**Task item**
Set down exactly the lines below between the line holding "self.check(from)?;" and the line holding "pub fn topological_sort(&self)", inclusive; no other line belongs in the answer.

**Stored items**
+--

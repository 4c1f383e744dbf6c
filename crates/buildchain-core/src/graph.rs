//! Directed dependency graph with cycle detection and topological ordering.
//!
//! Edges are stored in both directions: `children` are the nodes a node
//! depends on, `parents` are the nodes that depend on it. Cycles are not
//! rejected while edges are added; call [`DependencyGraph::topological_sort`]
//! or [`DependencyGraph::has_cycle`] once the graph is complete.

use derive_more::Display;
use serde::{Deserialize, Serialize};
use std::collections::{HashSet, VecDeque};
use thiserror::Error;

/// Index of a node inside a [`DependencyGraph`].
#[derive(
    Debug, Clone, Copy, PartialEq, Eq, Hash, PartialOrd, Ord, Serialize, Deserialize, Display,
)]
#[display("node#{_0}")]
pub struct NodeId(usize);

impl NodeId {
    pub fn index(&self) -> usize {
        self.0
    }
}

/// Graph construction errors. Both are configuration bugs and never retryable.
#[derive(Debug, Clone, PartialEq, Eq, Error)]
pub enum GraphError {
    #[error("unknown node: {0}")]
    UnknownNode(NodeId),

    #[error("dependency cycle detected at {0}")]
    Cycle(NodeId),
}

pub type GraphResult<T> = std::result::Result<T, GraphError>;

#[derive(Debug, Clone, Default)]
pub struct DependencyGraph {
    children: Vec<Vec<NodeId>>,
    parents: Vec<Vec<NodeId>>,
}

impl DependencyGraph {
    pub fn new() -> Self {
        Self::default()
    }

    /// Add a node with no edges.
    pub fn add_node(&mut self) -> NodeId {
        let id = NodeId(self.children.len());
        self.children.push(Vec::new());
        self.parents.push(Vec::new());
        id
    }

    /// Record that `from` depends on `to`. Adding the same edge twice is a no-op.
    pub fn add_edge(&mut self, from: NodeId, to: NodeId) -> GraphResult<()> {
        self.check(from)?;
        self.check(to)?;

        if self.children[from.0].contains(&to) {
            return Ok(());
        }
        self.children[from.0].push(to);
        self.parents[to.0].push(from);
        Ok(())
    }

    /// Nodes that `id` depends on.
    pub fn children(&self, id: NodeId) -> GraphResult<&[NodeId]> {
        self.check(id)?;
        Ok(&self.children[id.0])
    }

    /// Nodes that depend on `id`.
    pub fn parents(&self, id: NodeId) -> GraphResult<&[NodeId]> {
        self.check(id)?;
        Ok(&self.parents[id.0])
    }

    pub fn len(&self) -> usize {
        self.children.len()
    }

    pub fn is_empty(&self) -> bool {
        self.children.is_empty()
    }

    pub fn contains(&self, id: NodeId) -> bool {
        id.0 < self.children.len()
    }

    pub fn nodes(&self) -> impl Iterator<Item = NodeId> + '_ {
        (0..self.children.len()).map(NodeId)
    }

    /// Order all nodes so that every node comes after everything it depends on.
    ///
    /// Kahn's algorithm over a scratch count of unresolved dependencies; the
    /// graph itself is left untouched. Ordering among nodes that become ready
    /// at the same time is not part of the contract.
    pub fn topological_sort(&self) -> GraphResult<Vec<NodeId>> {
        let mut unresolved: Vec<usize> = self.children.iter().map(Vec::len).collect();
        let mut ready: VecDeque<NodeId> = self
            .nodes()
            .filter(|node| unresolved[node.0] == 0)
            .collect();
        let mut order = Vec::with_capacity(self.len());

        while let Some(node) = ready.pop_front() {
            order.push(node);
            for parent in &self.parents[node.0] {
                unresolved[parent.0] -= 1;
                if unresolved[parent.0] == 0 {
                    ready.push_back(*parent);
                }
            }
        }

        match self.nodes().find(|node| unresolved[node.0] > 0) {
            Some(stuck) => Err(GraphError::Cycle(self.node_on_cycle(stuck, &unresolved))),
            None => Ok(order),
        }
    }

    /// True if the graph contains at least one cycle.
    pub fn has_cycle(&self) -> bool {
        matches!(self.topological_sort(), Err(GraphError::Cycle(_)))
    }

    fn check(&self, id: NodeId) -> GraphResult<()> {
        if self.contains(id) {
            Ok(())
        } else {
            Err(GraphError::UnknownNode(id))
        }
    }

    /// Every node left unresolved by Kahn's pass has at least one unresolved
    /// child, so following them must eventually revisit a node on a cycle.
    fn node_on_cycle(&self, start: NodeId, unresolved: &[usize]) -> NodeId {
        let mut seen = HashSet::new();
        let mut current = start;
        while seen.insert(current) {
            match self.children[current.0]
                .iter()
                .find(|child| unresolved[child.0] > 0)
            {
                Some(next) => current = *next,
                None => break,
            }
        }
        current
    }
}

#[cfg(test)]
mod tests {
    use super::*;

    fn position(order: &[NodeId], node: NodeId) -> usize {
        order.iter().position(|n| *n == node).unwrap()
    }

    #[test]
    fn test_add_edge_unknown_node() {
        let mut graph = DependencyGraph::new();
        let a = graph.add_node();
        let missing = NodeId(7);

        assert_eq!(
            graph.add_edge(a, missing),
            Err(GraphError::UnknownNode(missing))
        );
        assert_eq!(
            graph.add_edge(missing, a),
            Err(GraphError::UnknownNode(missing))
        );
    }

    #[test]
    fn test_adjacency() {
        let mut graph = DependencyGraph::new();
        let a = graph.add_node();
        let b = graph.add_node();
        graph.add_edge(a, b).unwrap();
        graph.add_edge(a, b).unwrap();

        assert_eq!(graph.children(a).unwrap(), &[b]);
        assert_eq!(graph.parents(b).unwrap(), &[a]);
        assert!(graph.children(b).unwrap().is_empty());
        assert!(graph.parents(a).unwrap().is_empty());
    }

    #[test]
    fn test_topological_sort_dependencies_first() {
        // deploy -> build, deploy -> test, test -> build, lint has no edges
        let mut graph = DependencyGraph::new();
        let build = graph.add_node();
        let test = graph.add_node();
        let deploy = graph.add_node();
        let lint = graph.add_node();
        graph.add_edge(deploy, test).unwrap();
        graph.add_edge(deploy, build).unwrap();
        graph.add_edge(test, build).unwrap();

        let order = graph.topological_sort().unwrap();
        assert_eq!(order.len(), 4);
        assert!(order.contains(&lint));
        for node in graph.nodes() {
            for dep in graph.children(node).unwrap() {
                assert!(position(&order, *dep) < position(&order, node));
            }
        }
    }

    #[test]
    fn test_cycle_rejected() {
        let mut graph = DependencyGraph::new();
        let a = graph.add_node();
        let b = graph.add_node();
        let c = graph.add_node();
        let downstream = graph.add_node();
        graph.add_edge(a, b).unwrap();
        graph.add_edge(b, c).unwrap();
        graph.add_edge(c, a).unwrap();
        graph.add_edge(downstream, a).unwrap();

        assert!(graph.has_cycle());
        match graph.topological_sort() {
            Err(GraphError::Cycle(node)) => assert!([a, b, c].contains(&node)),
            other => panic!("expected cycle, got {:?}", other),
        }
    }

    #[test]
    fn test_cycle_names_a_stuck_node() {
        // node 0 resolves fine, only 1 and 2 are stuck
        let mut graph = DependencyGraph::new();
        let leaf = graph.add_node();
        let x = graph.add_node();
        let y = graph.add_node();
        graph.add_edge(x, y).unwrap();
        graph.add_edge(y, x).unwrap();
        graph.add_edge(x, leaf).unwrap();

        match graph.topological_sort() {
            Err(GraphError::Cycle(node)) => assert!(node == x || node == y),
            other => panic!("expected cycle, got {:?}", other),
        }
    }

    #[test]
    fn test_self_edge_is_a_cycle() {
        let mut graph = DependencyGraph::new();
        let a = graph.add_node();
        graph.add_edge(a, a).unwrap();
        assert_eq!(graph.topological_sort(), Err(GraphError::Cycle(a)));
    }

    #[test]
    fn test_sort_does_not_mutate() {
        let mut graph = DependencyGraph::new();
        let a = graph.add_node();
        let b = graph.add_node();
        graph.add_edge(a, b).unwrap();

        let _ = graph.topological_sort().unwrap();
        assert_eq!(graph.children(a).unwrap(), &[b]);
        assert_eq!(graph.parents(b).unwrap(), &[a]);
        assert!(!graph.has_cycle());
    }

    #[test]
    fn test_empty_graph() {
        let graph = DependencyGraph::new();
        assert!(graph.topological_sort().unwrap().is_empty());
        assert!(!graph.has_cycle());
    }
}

+--

**Expected answer**
        self.check(from)?;
        self.check(to)?;

        if self.children[from.0].contains(&to) {
            return Ok(());
        }
        self.children[from.0].push(to);
        self.parents[to.0].push(from);
        Ok(())
    }

    /// Nodes that `id` depends on.
    pub fn children(&self, id: NodeId) -> GraphResult<&[NodeId]> {
        self.check(id)?;
        Ok(&self.children[id.0])
    }

    /// Nodes that depend on `id`.
    pub fn parents(&self, id: NodeId) -> GraphResult<&[NodeId]> {
        self.check(id)?;
        Ok(&self.parents[id.0])
    }

    pub fn len(&self) -> usize {
        self.children.len()
    }

    pub fn is_empty(&self) -> bool {
        self.children.is_empty()
    }

    pub fn contains(&self, id: NodeId) -> bool {
        id.0 < self.children.len()
    }

    pub fn nodes(&self) -> impl Iterator<Item = NodeId> + '_ {
        (0..self.children.len()).map(NodeId)
    }

    /// Order all nodes so that every node comes after everything it depends on.
    ///
    /// Kahn's algorithm over a scratch count of unresolved dependencies; the
    /// graph itself is left untouched. Ordering among nodes that become ready
    /// at the same time is not part of the contract.
    pub fn topological_sort(&self) -> GraphResult<Vec<NodeId>> {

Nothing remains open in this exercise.